Thread Rating:
  • 0 Vote(s) - 0 Average
  • 1
  • 2
  • 3
  • 4
  • 5
Help  Cloth has stretchy behaviour with stiff settings
#11
(23-07-2025, 05:26 PM)josemendez Wrote: The scale inside Unity reflects the scale you exported the asset with. It's the same value. However, blueprints take a mesh as input, without any scene transform information. So the actual cloth in the scene is smaller than your mesh, and that's what's causing it to shrink.

Export and import settings may affect scale however. Most FBX exporters have options to deal with transform scale, and Unity mesh import settings also allow you to apply an extra scale after import.

Hello,

I have imported the swimsuit at a scale of 1, and now everything seems to be working!
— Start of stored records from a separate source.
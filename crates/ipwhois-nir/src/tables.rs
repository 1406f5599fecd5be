//! Gateway settings and field tables for each NIR

use ipwhois_core::Nir;
use ipwhois_net::HttpMethod;
use ipwhois_parse::{DatePolicy, FieldKind, FieldTable};
use once_cell::sync::Lazy;

use FieldKind::{List, Text, Timestamp};

/// How to query one NIR and read its pages
#[derive(Debug)]
pub struct NirConfig {
    pub nir: Nir,
    /// Query URL; `{0}` is replaced by the address or contact handle
    pub url: &'static str,
    pub method: HttpMethod,
    /// Form field carrying the address for POST queries
    pub form_ip_field: Option<&'static str>,
    pub fields: FieldTable,
    pub contact_fields: FieldTable,
}

impl NirConfig {
    pub fn url_for(&self, key: &str) -> String {
        self.url.replace("{0}", key)
    }
}

fn compile(entries: &[(&'static str, &str, FieldKind)], dates: DatePolicy) -> FieldTable {
    FieldTable::new(entries, Some(dates), false).expect("NIR field patterns are valid")
}

const JPNIC_DATES: DatePolicy = DatePolicy::new("%Y/%m/%d %H:%M:%S(JST)")
    .with_fallback("%Y/%m/%d")
    .with_hour_offset(9);

const KRNIC_DATES: DatePolicy = DatePolicy::new("%Y%m%d").with_fallback("%Y/%m/%d");

static JPNIC: Lazy<NirConfig> = Lazy::new(|| NirConfig {
    nir: Nir::Jpnic,
    url: "http://whois.nic.ad.jp/cgi-bin/whois_gw?lang=%2Fe&key={0}&submit=query",
    method: HttpMethod::Get,
    form_ip_field: None,
    fields: compile(
        &[
            ("name", r"(\[Organization\])[^\S\n]+(?P<val>.*?)\n", Text),
            ("handle", r"(\[Network Name\])[^\S\n]+(?P<val>.*?)\n", Text),
            ("created", r"(\[Assigned Date\])[^\S\n]+(?P<val>.*?)\n", Timestamp),
            ("updated", r"(\[Last Update\])[^\S\n]+(?P<val>.*?)\n", Timestamp),
            ("nameservers", r"(\[Nameserver\])[^\S\n]+(?P<val>.*?)\n", List),
            (
                "contact_admin",
                r"(\[Administrative Contact\])[^\S\n]+.+?>(?P<val>.+?)</A>\n",
                Text,
            ),
            (
                "contact_tech",
                r"(\[Technical Contact\])[^\S\n]+.+?>(?P<val>.+?)</A>\n",
                Text,
            ),
        ],
        JPNIC_DATES,
    ),
    contact_fields: compile(
        &[
            ("name", r"(\[Last, First\])[^\S\n]+(?P<val>.*?)\n", Text),
            ("email", r"(\[E-Mail\])[^\S\n]+(?P<val>.*?)\n", Text),
            ("reply_email", r"(\[Reply Mail\])[^\S\n]+(?P<val>.*?)\n", Text),
            ("organization", r"(\[Organization\])[^\S\n]+(?P<val>.*?)\n", Text),
            ("division", r"(\[Division\])[^\S\n]+(?P<val>.*?)\n", Text),
            ("title", r"(\[Title\])[^\S\n]+(?P<val>.*?)\n", Text),
            ("phone", r"(\[TEL\])[^\S\n]+(?P<val>.*?)\n", Text),
            ("fax", r"(\[FAX\])[^\S\n]+(?P<val>.*?)\n", Text),
            ("updated", r"(\[Last Update\])[^\S\n]+(?P<val>.*?)\n", Timestamp),
        ],
        JPNIC_DATES,
    ),
});

static KRNIC: Lazy<NirConfig> = Lazy::new(|| NirConfig {
    nir: Nir::Krnic,
    url: "https://xn--c79as89aj0e29b77z.xn--3e0b707e/eng/whois.jsc",
    method: HttpMethod::Post,
    form_ip_field: Some("query"),
    fields: compile(
        &[
            ("name", r"(Organization Name)[\s]+:[^\S\n]+(?P<val>.+?)\n", Text),
            ("handle", r"(Service Name|Network Type)[\s]+:[^\S\n]+(?P<val>.+?)\n", Text),
            ("address", r"(Address)[\s]+:[^\S\n]+(?P<val>.+?)\n", Text),
            ("postal_code", r"(Zip Code)[\s]+:[^\S\n]+(?P<val>.+?)\n", Text),
            ("created", r"(Registered Date)[\s]+:[^\S\n]+(?P<val>.+?)\n", Timestamp),
            ("contact_admin", r#"(id="eng_isp_contact").+?>(?P<val>.*?)<\n"#, Text),
            ("contact_tech", r#"(id="eng_user_contact").+?>(?P<val>.*?)<\n"#, Text),
        ],
        KRNIC_DATES,
    ),
    contact_fields: compile(
        &[
            ("name", r"(Name)[^\S\n]+?:[^\S\n]+?(?P<val>.*?)\n", Text),
            ("email", r"(E-Mail)[^\S\n]+?:[^\S\n]+?(?P<val>.*?)\n", Text),
            ("phone", r"(Phone)[^\S\n]+?:[^\S\n]+?(?P<val>.*?)\n", Text),
        ],
        KRNIC_DATES,
    ),
});

/// Settings for a registry
pub fn nir_config(nir: Nir) -> &'static NirConfig {
    match nir {
        Nir::Jpnic => &JPNIC,
        Nir::Krnic => &KRNIC,
    }
}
Can't believe I missed something so simple...
As a side note, i found where i got that wrong value of 0.01 for the stretch compliance, it was from a previous post that appears when you search "Cloth Jitter"! I'm guessing that one is outdated...

   

it was a bit stretchier than i liked, so I changed stretching scale to 0.8, since it's a swimsuit it makes sense.
Unfortunently a previous problem returned, the cloth edges seem to twist and turn and generally jitter during simulation.


.png   Screenshot 2025-07-24 132938.png (Size: 46.54 KB / Downloads: 5)
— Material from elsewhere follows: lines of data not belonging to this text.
/// Pick the answer with the most specific CIDR; the first wins ties
pub fn most_specific(records: Vec<AsnRecord>) -> Option<AsnRecord> {
    let mut best: Option<AsnRecord> = None;
    for record in records {
        let better = match &best {
            None => true,
            Some(current) => match (record.prefix_len(), current.prefix_len()) {
                (Some(candidate), Some(held)) => candidate > held,
                (Some(_), None) => true,
                _ => false,
            },
        };
        if better {
            best = Some(record);
        }
    }
    best
}

/// ASN resolver for one target
///
/// # Examples
///
/// ```no_run
/// use ipwhois_asn::{AsnLookupOptions, IpAsn};
/// use ipwhois_core::LookupTarget;
/// use ipwhois_core::config::LookupConfig;
/// use ipwhois_net::Net;
///
/// # #[tokio::main]
/// # async fn main() -> Result<(), Box<dyn std::error::Error>> {
/// let net = Net::new(LookupTarget::parse("74.125.225.229")?, LookupConfig::new())?;
/// let record = IpAsn::new(net).lookup(&AsnLookupOptions::default()).await?;
/// println!("{} {:?}", record.asn_registry, record.asn);
/// # Ok(())
/// # }
/// ```
#[derive(Clone)]
pub struct IpAsn {
    net: Net,
}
Here is an image of the simulation without the avatar visible:

   

And my current cloth settings:

   


Attached Files Thumbnail(s)
   
Reply
#12
(11 hours ago)Andreia Mendes Wrote: Hello,

I have imported the swimsuit at a scale of 1, and now everything seems to be working! Can't believe I missed something so simple...
As a side note, i found where i got that wrong value of 0.01 for the stretch compliance, it was from a previous post that appears when you search "Cloth Jitter"! I'm guessing that one is outdated...

Hi!

That post is not outdated and the advice given there still holds, however the post author's case is the exact opposite of yours: he was using very low-poly cloth that was behaving too rigid: increasing compliance is a good way to make it less rigid, which in his case reduce jittering because the cloth was constrained to the character's skeleton using skin constraints.

However in your case cloth is quite high poly, and your problem is that the cloth is too elastic. So you want the compliance to be very low - ideally zero.
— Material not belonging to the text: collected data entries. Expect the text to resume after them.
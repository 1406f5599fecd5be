//! RDAP network and entity objects
//!
//! Decodes the RFC 7483 JSON shapes into flat structs. Members that are
//! missing or of the wrong type become `None`; only a missing `handle` (or a
//! non-object document) is an error.

use crate::vcard::{parse_vcard, RdapContact};
use ipwhois_cidr::{calculate_cidr, ipv4_lstrip_zeros};
use ipwhois_core::utils::unique_everseen;
use ipwhois_core::{LookupError, Result};
use serde::{Deserialize, Serialize};
use serde_json::{Map, Value};
use tracing::debug;

/// A notice or remark
#[derive(Debug, Clone, Default, PartialEq, Eq, Serialize, Deserialize)]
pub struct RdapNotice {
    pub title: Option<String>,
    /// Description lines joined by newlines
    pub description: Option<String>,
    pub links: Option<Vec<String>>,
}

/// A dated event such as registration or last change
#[derive(Debug, Clone, Default, PartialEq, Eq, Serialize, Deserialize)]
pub struct RdapEvent {
    pub action: Option<String>,
    pub timestamp: Option<String>,
    pub actor: Option<String>,
}

/// Members shared by networks and entities
#[derive(Debug, Clone, Default, PartialEq, Eq, Serialize, Deserialize)]
pub struct RdapCommon {
    pub status: Option<Vec<String>>,
    pub links: Option<Vec<String>>,
    pub notices: Option<Vec<RdapNotice>>,
    pub remarks: Option<Vec<RdapNotice>>,
    pub events: Option<Vec<RdapEvent>>,
}

impl RdapCommon {
    fn parse(object: &Map<String, Value>) -> Self {
        Self {
            status: object.get("status").and_then(strings),
            links: object.get("links").and_then(summarize_links),
            notices: object.get("notices").and_then(summarize_notices),
            remarks: object.get("remarks").and_then(summarize_notices),
            events: object.get("events").and_then(summarize_events),
        }
    }
}

fn string(object: &Map<String, Value>, key: &str) -> Option<String> {
    object.get(key).and_then(Value::as_str).map(str::to_string)
}

fn strings(value: &Value) -> Option<Vec<String>> {
    let items: Vec<String> = value
        .as_array()?
        .iter()
        .filter_map(Value::as_str)
        .map(str::to_string)
        .collect();
    (!items.is_empty()).then_some(items)
}

/// Unique `href` values of a links array
pub fn summarize_links(links: &Value) -> Option<Vec<String>> {
    let hrefs: Vec<String> = links
        .as_array()?
        .iter()
        .filter_map(|link| link.get("href").and_then(Value::as_str))
        .map(str::to_string)
        .collect();
    let hrefs = unique_everseen(hrefs);
    (!hrefs.is_empty()).then_some(hrefs)
}

/// Notices or remarks with descriptions flattened to text
pub fn summarize_notices(notices: &Value) -> Option<Vec<RdapNotice>> {
    let notices: Vec<RdapNotice> = notices
        .as_array()?
        .iter()
        .filter(|notice| notice.is_object())
        .map(|notice| RdapNotice {
            title: notice.get("title").and_then(Value::as_str).map(str::to_string),
            description: notice
                .get("description")
                .and_then(strings)
                .map(|lines| lines.join("\n")),
            links: notice.get("links").and_then(summarize_links),
        })
        .collect();
    (!notices.is_empty()).then_some(notices)
}

/// Events as action / timestamp / actor
pub fn summarize_events(events: &Value) -> Option<Vec<RdapEvent>> {
    let events: Vec<RdapEvent> = events
        .as_array()?
        .iter()
        .filter(|event| event.is_object())
        .map(|event| RdapEvent {
            action: event.get("eventAction").and_then(Value::as_str).map(str::to_string),
            timestamp: event.get("eventDate").and_then(Value::as_str).map(str::to_string),
            actor: event.get("eventActor").and_then(Value::as_str).map(str::to_string),
        })
        .collect();
    (!events.is_empty()).then_some(events)
}

/// RDAP IP network
#[derive(Debug, Clone, Default, PartialEq, Eq, Serialize, Deserialize)]
pub struct RdapNetwork {
    pub handle: String,
    pub name: Option<String>,
    /// Comma-separated CIDRs covering `start_address`..`end_address`
    pub cidr: Option<String>,
    pub start_address: Option<String>,
    pub end_address: Option<String>,
    pub ip_version: Option<String>,
    #[serde(rename = "type")]
    pub kind: Option<String>,
    pub country: Option<String>,
    pub parent_handle: Option<String>,
    #[serde(flatten)]
    pub common: RdapCommon,
}

impl RdapNetwork {
    pub fn parse(json: &Value) -> Result<Self> {
        let object = json.as_object().ok_or_else(|| {
            LookupError::InvalidNetworkObject("JSON result must be a dict.".to_string())
        })?;
        let handle = string(object, "handle").ok_or_else(|| {
            LookupError::InvalidNetworkObject("Handle missing, json output not parsed.".to_string())
        })?;

        let ip_version = string(object, "ipVersion");
        let address = |key: &str| {
            string(object, key).map(|a| match ip_version.as_deref() {
                Some("v6") => a,
                _ if a.contains('.') => ipv4_lstrip_zeros(&a),
                _ => a,
            })
        };
        let start_address = address("startAddress");
        let end_address = address("endAddress");

        let cidr = match (&start_address, &end_address) {
            (Some(start), Some(end)) => match calculate_cidr(start, end) {
                Ok(cidrs) => Some(cidrs.join(", ")),
                Err(e) => {
                    debug!(handle = %handle, error = %e, "Network range does not convert to CIDR");
                    None
                }
            },
            _ => None,
        };

        Ok(Self {
            name: string(object, "name"),
            cidr,
            start_address,
            end_address,
            ip_version,
            kind: string(object, "type"),
            country: string(object, "country"),
            parent_handle: string(object, "parentHandle"),
            common: RdapCommon::parse(object),
            handle,
        })
    }
}

/// RDAP entity
#[derive(Debug, Clone, Default, PartialEq, Eq, Serialize, Deserialize)]
pub struct RdapEntity {
    pub handle: String,
    pub roles: Option<Vec<String>>,
    pub contact: Option<RdapContact>,
    /// Handles of entities this one references
    pub entities: Option<Vec<String>>,
    pub events_actor: Option<Vec<RdapEvent>>,
    #[serde(flatten)]
    pub common: RdapCommon,
}

impl RdapEntity {
    pub fn parse(json: &Value) -> Result<Self> {
        let object = json.as_object().ok_or_else(|| {
            LookupError::InvalidEntityObject("JSON result must be a dict.".to_string())
        })?;
        let handle = string(object, "handle").ok_or_else(|| {
            LookupError::InvalidEntityObject("Handle missing, json output not parsed.".to_string())
        })?;

        let contact = match object.get("vcardArray") {
            Some(vcard) => {
                let properties = vcard.get(1).ok_or_else(|| {
                    LookupError::InvalidEntityContactObject("JSON result must be a list.".to_string())
                })?;
                Some(parse_vcard(properties)?)
            }
            None => None,
        };

        let entities = object.get("entities").and_then(Value::as_array).and_then(|children| {
            let handles = unique_everseen(
                children
                    .iter()
                    .filter_map(|child| child.get("handle").and_then(Value::as_str))
                    .map(str::to_string),
            );
            (!handles.is_empty()).then_some(handles)
        });

        Ok(Self {
            roles: object.get("roles").and_then(strings),
            contact,
            entities,
            events_actor: object.get("asEventActor").and_then(summarize_events),
            common: RdapCommon::parse(object),
            handle,
        })
    }

    /// True when the object carries a vCard
    pub fn has_contact(json: &Value) -> bool {
        json.get("vcardArray").is_some()
    }
}

/// Roles that a parent object assigns to each child entity handle
pub fn child_roles(json: &Value) -> Vec<(String, Vec<String>)> {
    json.get("entities")
        .and_then(Value::as_array)
        .map(|children| {
            children
                .iter()
                .filter_map(|child| {
                    let handle = child.get("handle")?.as_str()?.to_string();
                    let roles = child.get("roles").and_then(strings)?;
                    Some((handle, roles))
                })
                .collect()
        })
        .unwrap_or_default()
}

#[cfg(test)]
mod tests {
    use super::*;
    use serde_json::json;

    fn network_json() -> Value {
        json!({
            "objectClassName": "ip network",
            "handle": "NET-74-125-0-0-1",
            "startAddress": "074.125.000.000",
            "endAddress": "074.125.255.255",
            "ipVersion": "v4",
            "name": "GOOGLE",
            "type": "DIRECT ALLOCATION",
            "parentHandle": "NET-74-0-0-0-0",
            "status": ["active"],
            "events": [
                {"eventAction": "last changed", "eventDate": "2012-02-24T09:44:34-05:00"},
                {"eventAction": "registration", "eventDate": "2007-03-13T12:09:54-04:00"}
            ],
            "links": [
                {"href": "https://rdap.arin.net/registry/ip/74.125.0.0"},
                {"href": "https://rdap.arin.net/registry/ip/74.125.0.0"},
                {"href": "https://whois.arin.net/rest/net/NET-74-125-0-0-1"}
            ],
            "notices": [
                {"title": "Terms of Service", "description": ["By using the ARIN RDAP/Whois service,", "you are agreeing to the RDAP/Whois Terms of Use"]}
            ],
            "remarks": [{"description": ["Addresses within this block are non-portable."]}]
        })
    }

    #[test]
    fn test_parse_network() {
        let net = RdapNetwork::parse(&network_json()).unwrap();
        assert_eq!(net.handle, "NET-74-125-0-0-1");
        assert_eq!(net.start_address.as_deref(), Some("74.125.0.0"));
        assert_eq!(net.end_address.as_deref(), Some("74.125.255.255"));
        assert_eq!(net.cidr.as_deref(), Some("74.125.0.0/16"));
        assert_eq!(net.kind.as_deref(), Some("DIRECT ALLOCATION"));
        assert_eq!(net.parent_handle.as_deref(), Some("NET-74-0-0-0-0"));
        assert!(net.country.is_none());
        assert_eq!(net.common.status, Some(vec!["active".to_string()]));
        assert_eq!(net.common.links.as_ref().map(Vec::len), Some(2));
        assert_eq!(
            net.common.events.as_ref().unwrap()[1].action.as_deref(),
            Some("registration")
        );

        let notice = &net.common.notices.as_ref().unwrap()[0];
        assert_eq!(notice.title.as_deref(), Some("Terms of Service"));
        assert_eq!(
            notice.description.as_deref(),
            Some("By using the ARIN RDAP/Whois service,\nyou are agreeing to the RDAP/Whois Terms of Use")
        );
        assert!(net.common.remarks.as_ref().unwrap()[0].title.is_none());
    }

    #[test]
    fn test_network_serializes_flat() {
        let net = RdapNetwork::parse(&network_json()).unwrap();
        let value = serde_json::to_value(&net).unwrap();
        assert_eq!(value["type"], "DIRECT ALLOCATION");
        assert_eq!(value["status"][0], "active");
        assert!(value.get("common").is_none());
    }

    #[test]
    fn test_network_without_handle() {
        let err = RdapNetwork::parse(&json!({"startAddress": "1.0.0.0"})).unwrap_err();
        assert_eq!(
            err,
            LookupError::InvalidNetworkObject("Handle missing, json output not parsed.".to_string())
        );
        assert!(matches!(
            RdapNetwork::parse(&json!([])),
            Err(LookupError::InvalidNetworkObject(_))
        ));
    }

    #[test]
    fn test_parse_entity() {
        let entity = RdapEntity::parse(&json!({
            "handle": "GOGL",
            "roles": ["registrant"],
            "vcardArray": ["vcard", [["fn", {}, "text", "Google LLC"]]],
            "entities": [
                {"handle": "ABUSE5250-ARIN", "roles": ["abuse"]},
                {"handle": "ZG39-ARIN", "roles": ["technical"]},
                {"handle": "ABUSE5250-ARIN"}
            ],
            "asEventActor": [{"eventAction": "last changed", "eventDate": "2019-10-31T15:45:45-04:00"}]
        }))
        .unwrap();

        assert_eq!(entity.handle, "GOGL");
        assert_eq!(entity.roles, Some(vec!["registrant".to_string()]));
        assert_eq!(entity.contact.unwrap().name.as_deref(), Some("Google LLC"));
        assert_eq!(
            entity.entities,
            Some(vec!["ABUSE5250-ARIN".to_string(), "ZG39-ARIN".to_string()])
        );
        assert_eq!(entity.events_actor.unwrap().len(), 1);
    }

    #[test]
    fn test_entity_errors() {
        assert!(matches!(
            RdapEntity::parse(&json!({"roles": ["abuse"]})),
            Err(LookupError::InvalidEntityObject(_))
        ));
        assert!(matches!(
            RdapEntity::parse(&json!({"handle": "X", "vcardArray": ["vcard", {"fn": "x"}]})),
            Err(LookupError::InvalidEntityContactObject(_))
        ));
    }

    #[test]
    fn test_child_roles() {
        let roles = child_roles(&json!({
            "entities": [{"handle": "A", "roles": ["abuse"]}, {"handle": "B"}]
        }));
        assert_eq!(roles, vec![("A".to_string(), vec!["abuse".to_string()])]);
    }
}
(11 hours ago)Andreia Mendes Wrote: it was a bit stretchier than i liked, so I changed stretching scale to 0.8, since it's a swimsuit it makes sense.
Unfortunently a previous problem returned, the cloth edges seem to twist and turn and generally jitter during simulation.

The problem seems to be analogous to the stretching one: bend compliance is also 0.01, so the cloth is free to bend/twist quite a lot. Set it to zero.

kind regards,
Reply
#13
I see, good to know low and high poly have different behaviours.

As for the bend compliance, when i set it to 0 the behaviour doesn't seem to change.
Reply
#14
(11 hours ago)Andreia Mendes Wrote: I see, good to know low and high poly have different behaviours.

The more triangles your cloth has, the more prone to stretching it will be. The reason is simple: if each triangle is able to stretch 1cm, if you have 10 triangles you end up with less overall stretching than if you have 100.

Same logic applies to any physics engine. For instance if you have a pile of boxes in a rigidbody engine, the taller the pile the more it will compress.

(11 hours ago)Andreia Mendes Wrote: As for the bend compliance, when i set it to 0 the behaviour doesn't seem to change.

What kind of collider are you using for the character's body? also, does it have a collision material assigned? if so, what are the properties of the collision material?
Reply
#15
The avatar is made of several Obi colliders of different body parts, each attached to each bone to "allow" for animation. Each Obi collider is using a distance field.

   
(The mesh colliders are only used for visualization purposes, not for the Obi colliders)

The Obi collider looks like this:
   

and each Obi collider does have the same collision material attached to it:
   
Reply
#16
Collider setup seems fine. Would it be possible for you to share a scene/project that exhibits this issue? (if so, send it to support(at)virtualmethodstudio.com) I can't really think of anything else that would cause only mesh edges to twist/jitter.

A side note: having higher dynamic friction than static friction doesn't generally make much sense in physical terms. Static friction should usually be higher for it to have any effect.
Reply
#17
(10 hours ago)josemendez Wrote: Collider setup seems fine. Would it be possible for you to share a scene/project that exhibits this issue? (if so, send it to support(at)virtualmethodstudio.com) I can't really think of anything else that would cause only mesh edges to twist/jitter.

A side note: having higher dynamic friction than static friction doesn't generally make much sense in physical terms. Static friction should usually be higher for it to have any effect.

Can do, I will make an empty test project and send it over.

I haven't really looked at the collision material in a while, but yes, that does make sense... Something else for me to ajust, thanks for pointing that out!